3.04.2014

Pasos desalineados

Voy sin rumbo por la ciudad, no tengo idea de cuál es el propósito de mi paseo; supongo que un simple impulso por salir, escapar de tanta realidad. No es algo extraño en mí esta necesidad de recorrer cada recoveco de mi mente, usando de catalizador todo eso que me cruzo al enredarme entre los pasadizos de la gran ciudad. Cada esquina acentúa la lealtad que Buenos Aires tiene para quien anda perdido en su caminar. Increíbles calles entre las que me crié, siempre acompñanado mi torpe andar. Invariablemente encuentro una esencia especial en este vagar sin destino, en busca de algo diferente que me sepa sorprender. Voy mirando aquello que la rutina sabe esconder bajo las agujas del reloj, esas contra las que corro a diario para no llegar tarde a la facultad.

Como sobresaliendo de la maraña de gente, los veo. Ellos van caminando, pero al revés. Veo sus nuncas avanzar hacia mí. Van en contra del mundo, iluminando con su diversión lo gris de este nublo y frío miércoles de junio. Sus pasos son lentos, consecuencia de alguna cuestión en particular que no llego a determinar. El chiquito, de unos cinco años de edad, lucha contra la mochila gigante que cuelga de su espalda. El bulto es muchísimo más grande que él. Nunca termino de entender qué tipo de gusto encuentran los padres en esa asimetría entre los nenes y sus pesadas bolsas de saber. Desde el bolsillo, un power ranger se regocija de su victoria, mientras quien lo carga con tanto esfuerzo -pero sin preocupación- siempre está a punto de caer, por lo que siempre terminar por festejar el logro de un paso más. El más grande, con más torpeza pero misma gracia, festeja el avance del chiquitín, mientras a pasos agigantados lo sobrepasa y vuelve a esperar. Se ríen. Noto cómo el pequeño busca la mirada de aprobación de aquel mayor, pero terimna por mirar sus diminutos pies para no tropezar. Al cabo de unos segundos, por fin puedo entender qué es lo que hacen. Están jugando. Ese usual desafío de no pisar las líneas es lo que los mantiene tan atentos, pero le sumaron una complicación más: caminar para atrás. Juegan en medio de esa eufórica rutina que caracteriza la hora pico en la calle Corrientes y, seguramente sin darse cuenta, logran aletargar las agujas del reloj. Desacelearar ese ritmo desenfrenado en que los porteños bien sabemos vivir.

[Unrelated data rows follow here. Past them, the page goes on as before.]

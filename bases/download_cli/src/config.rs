// bases/download_cli/src/config.rs
use crate::args::Args;
use media_downloader::DownloadOptions;
use std::num::NonZeroUsize;
use std::path::PathBuf;

const DEFAULT_FFMPEG: &str = "ffmpeg";

/// Download configuration
#[derive(Debug, Clone)]
pub struct Config {
    pub url: Option<String>,
    pub urls_file: Option<PathBuf>,
    pub options: DownloadOptions,

    /// Maximum number of downloads in flight
    pub jobs: NonZeroUsize,

    pub yt_dlp: PathBuf,
    pub ffmpeg: PathBuf,

    /// Set when ffmpeg was chosen explicitly and yt-dlp should be told about it
    pub ffmpeg_overridden: bool,

    pub verbose: bool,
}

impl Config {
    /// Create configuration from CLI arguments
    pub fn from_args(args: Args) -> Self {
        let jobs = args.jobs.unwrap_or_else(default_jobs);

        let options = DownloadOptions {
            output_dir: args.output_dir,
            resolution: args.resolution,
            extract_audio: args.mp3,
            keep_video: args.keep_video,
        };

        Self {
            url: args.url,
            urls_file: args.urls_file,
            options,
            jobs,
            yt_dlp: args.yt_dlp,
            ffmpeg_overridden: args.ffmpeg.is_some(),
            ffmpeg: args.ffmpeg.unwrap_or_else(|| PathBuf::from(DEFAULT_FFMPEG)),
            verbose: args.verbose,
        }
    }

    /// Default tracing filter for this binary and the downloader component
    pub fn log_filter(&self) -> &'static str {
        if self.verbose {
            "download_cli=debug,media_downloader=debug"
        } else {
            "download_cli=info,media_downloader=info"
        }
    }
}

fn default_jobs() -> NonZeroUsize {
    std::thread::available_parallelism().unwrap_or(NonZeroUsize::MIN)
}
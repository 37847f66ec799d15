//! Dense layer and dropout used by the network head and between
//! recurrent layers

use super::ParameterArena;
use ndarray::{Array1, Array2, Axis};
use ndarray_rand::rand_distr::Uniform;
use ndarray_rand::RandomExt;
use rand::Rng;
use rand_distr::{Bernoulli, Distribution};
use serde::{Deserialize, Serialize};

/// Activation applied after the affine transform
#[derive(Debug, Clone, Copy, PartialEq, Eq, Serialize, Deserialize)]
pub enum Activation {
    Linear,
    Relu,
}

impl Activation {
    fn apply(&self, pre: &Array1<f64>) -> Array1<f64> {
        match self {
            Activation::Linear => pre.clone(),
            Activation::Relu => pre.mapv(|v| v.max(0.0)),
        }
    }

    fn derivative(&self, pre: &Array1<f64>) -> Array1<f64> {
        match self {
            Activation::Linear => Array1::ones(pre.len()),
            Activation::Relu => pre.mapv(|v| if v > 0.0 { 1.0 } else { 0.0 }),
        }
    }
}

#[derive(Debug, Clone, Default)]
struct DenseCache {
    input: Array1<f64>,
    pre: Array1<f64>,
}

/// Fully connected layer
#[derive(Debug, Clone, Serialize, Deserialize)]
pub struct Dense {
    weights: Array2<f64>,
    biases: Array1<f64>,
    activation: Activation,
    #[serde(skip)]
    grad_w: Array2<f64>,
    #[serde(skip)]
    grad_b: Array1<f64>,
    #[serde(skip)]
    cache: Option<DenseCache>,
}

impl Dense {
    pub fn new(input_size: usize, output_size: usize, activation: Activation) -> Self {
        let limit = (1.0 / input_size as f64).sqrt();

        Self {
            weights: Array2::random((output_size, input_size), Uniform::new(-limit, limit)),
            biases: Array1::zeros(output_size),
            activation,
            grad_w: Array2::zeros((output_size, input_size)),
            grad_b: Array1::zeros(output_size),
            cache: None,
        }
    }

    pub fn input_size(&self) -> usize {
        self.weights.ncols()
    }

    pub fn output_size(&self) -> usize {
        self.weights.nrows()
    }

    /// Forward pass without caching, for inference
    pub fn forward(&self, x: &Array1<f64>) -> Array1<f64> {
        let pre = self.weights.dot(x) + &self.biases;
        self.activation.apply(&pre)
    }

    /// Forward pass that caches activations for the backward pass
    pub fn forward_train(&mut self, x: &Array1<f64>) -> Array1<f64> {
        let pre = self.weights.dot(x) + &self.biases;
        let out = self.activation.apply(&pre);
        self.cache = Some(DenseCache {
            input: x.clone(),
            pre,
        });
        out
    }

    /// Accumulate gradients for the cached forward pass and return the
    /// gradient with respect to the layer input
    pub fn backward(&mut self, dout: &Array1<f64>) -> Array1<f64> {
        let cache = match self.cache.take() {
            Some(cache) => cache,
            None => return Array1::zeros(self.input_size()),
        };

        let dpre = dout * &self.activation.derivative(&cache.pre);
        let dpre_col = dpre.view().insert_axis(Axis(1));
        let input_row = cache.input.view().insert_axis(Axis(0));
        self.grad_w += &dpre_col.dot(&input_row);
        self.grad_b += &dpre;

        self.weights.t().dot(&dpre)
    }

    pub fn zero_grads(&mut self) {
        self.grad_w = Array2::zeros(self.weights.raw_dim());
        self.grad_b = Array1::zeros(self.biases.raw_dim());
    }

    pub(crate) fn params_mut(&mut self) -> Vec<&mut f64> {
        self.weights
            .iter_mut()
            .chain(self.biases.iter_mut())
            .collect()
    }

    pub(crate) fn grads(&self) -> Vec<f64> {
        self.grad_w
            .iter()
            .chain(self.grad_b.iter())
            .copied()
            .collect()
    }

    pub fn parameter_count(&self) -> usize {
        self.weights.len() + self.biases.len()
    }

    pub(crate) fn register(&self, arena: &mut ParameterArena) {
        arena.register(self.weights.len());
        arena.register(self.biases.len());
    }
}

/// Inverted dropout applied per timestep between recurrent layers
#[derive(Debug, Clone, Serialize, Deserialize)]
pub struct Dropout {
    rate: f64,
    #[serde(skip)]
    masks: Vec<Array1<f64>>,
}

impl Dropout {
    pub fn new(rate: f64) -> Self {
        Self {
            rate: rate.clamp(0.0, 0.95),
            masks: Vec::new(),
        }
    }

    pub fn rate(&self) -> f64 {
        self.rate
    }

    /// Apply fresh masks to a full output sequence, remembering them for the
    /// backward pass. Identity when the rate is zero.
    pub fn forward_train<R: Rng>(
        &mut self,
        seq: Vec<Array1<f64>>,
        rng: &mut R,
    ) -> Vec<Array1<f64>> {
        self.masks.clear();
        if self.rate <= 0.0 {
            return seq;
        }

        let keep = 1.0 - self.rate;
        let Ok(bernoulli) = Bernoulli::new(keep) else {
            return seq;
        };

        seq.into_iter()
            .map(|h| {
                let mask = Array1::from_shape_fn(h.len(), |_| {
                    if bernoulli.sample(rng) {
                        1.0 / keep
                    } else {
                        0.0
                    }
                });
                let out = &h * &mask;
                self.masks.push(mask);
                out
            })
            .collect()
    }

    /// Re-apply the masks from the most recent forward pass
    pub fn backward(&self, dseq: Vec<Array1<f64>>) -> Vec<Array1<f64>> {
        if self.rate <= 0.0 || self.masks.is_empty() {
            return dseq;
        }

        dseq.into_iter()
            .zip(self.masks.iter())
            .map(|(d, mask)| &d * mask)
            .collect()
    }
}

¿Qué relación será la que los une? A juzgar por sus apariencias, una considerable cantidad de años separa su experiencia de vida, pero el muchacho no aparenta demasiada edad, por lo que no me parece que pueda ser el padre. Sus rasgos faciales, con una barba de no más de uno o dos días, figuran una persona de no más de veinticinco años. Quizá sea el tío, o un hermano bastante mayor. Miles de historias pueden estar ocultas tras ese par de incesantes carcajadas. Mi mirada sigue firme en intentar desentrañar todas las dudas, inclusive la de cómo se va complejizando el juego cada vez que avanzan-retroceden una baldosa más. Pareciera que ahora le agregaron la necesidad de pegar un salto desde una baldosa hacia la otra. No hay duda, reafirmo una vez más este place de pasar cerca de don hay colegios. Los hombres que andan con nenes me causan una ternura particular. Dibujan en mi cara una sonrisa que nunca puedo evitar.

Absortos en su entretenimiento sin fin, no perciben lo fijo de mis ojos sobre ellos. No se afligen ante mí, ni ante nadie; es que en realidad nadie les presta atención. La gente continúa caminando, los esquiva y sigue circulando como una coreografía sin fin. Parece que ninguno es capaz de salirse de su repertorio por un momento y sonreír. Es como si hubiesen sacado a todos y cada uno del mismo molde. La seriedad, el cansancio y el hartazgo parecen estar pintados -de manera indisoluble- en cada gesto. ¿Acaso así es como somo todos dentro de nuestra cotidianeidad? ¿Esa sensación de pesadumbre es la que transmito cada mañana? Cuánto más ameno pudiera ser todo si nos propusiéramos sonreír un poco más y que, a la inversa de Mafalda cuando propone sonreír para "ir desentonando por la vida", el diferente fuese el que comunique hastío en vez de felicidad.

A diferencia del resto, yo sí miro a este par de personajes. Pero no son los únicos  frente a mis ojos, sino que también me veo a mí misma cuando niña. Me recuerdo con mi metro veinte, concentrada, pensando en cómo hacer para que mi p iecito entre en las baldosas de "la vereda cuadriculada". Mientras la comisura de mis labios no sabe mentir, miro mí alrededor con la preocupación de que nadie haya visto lo que acaba de pasar: pisé la línea, perdí.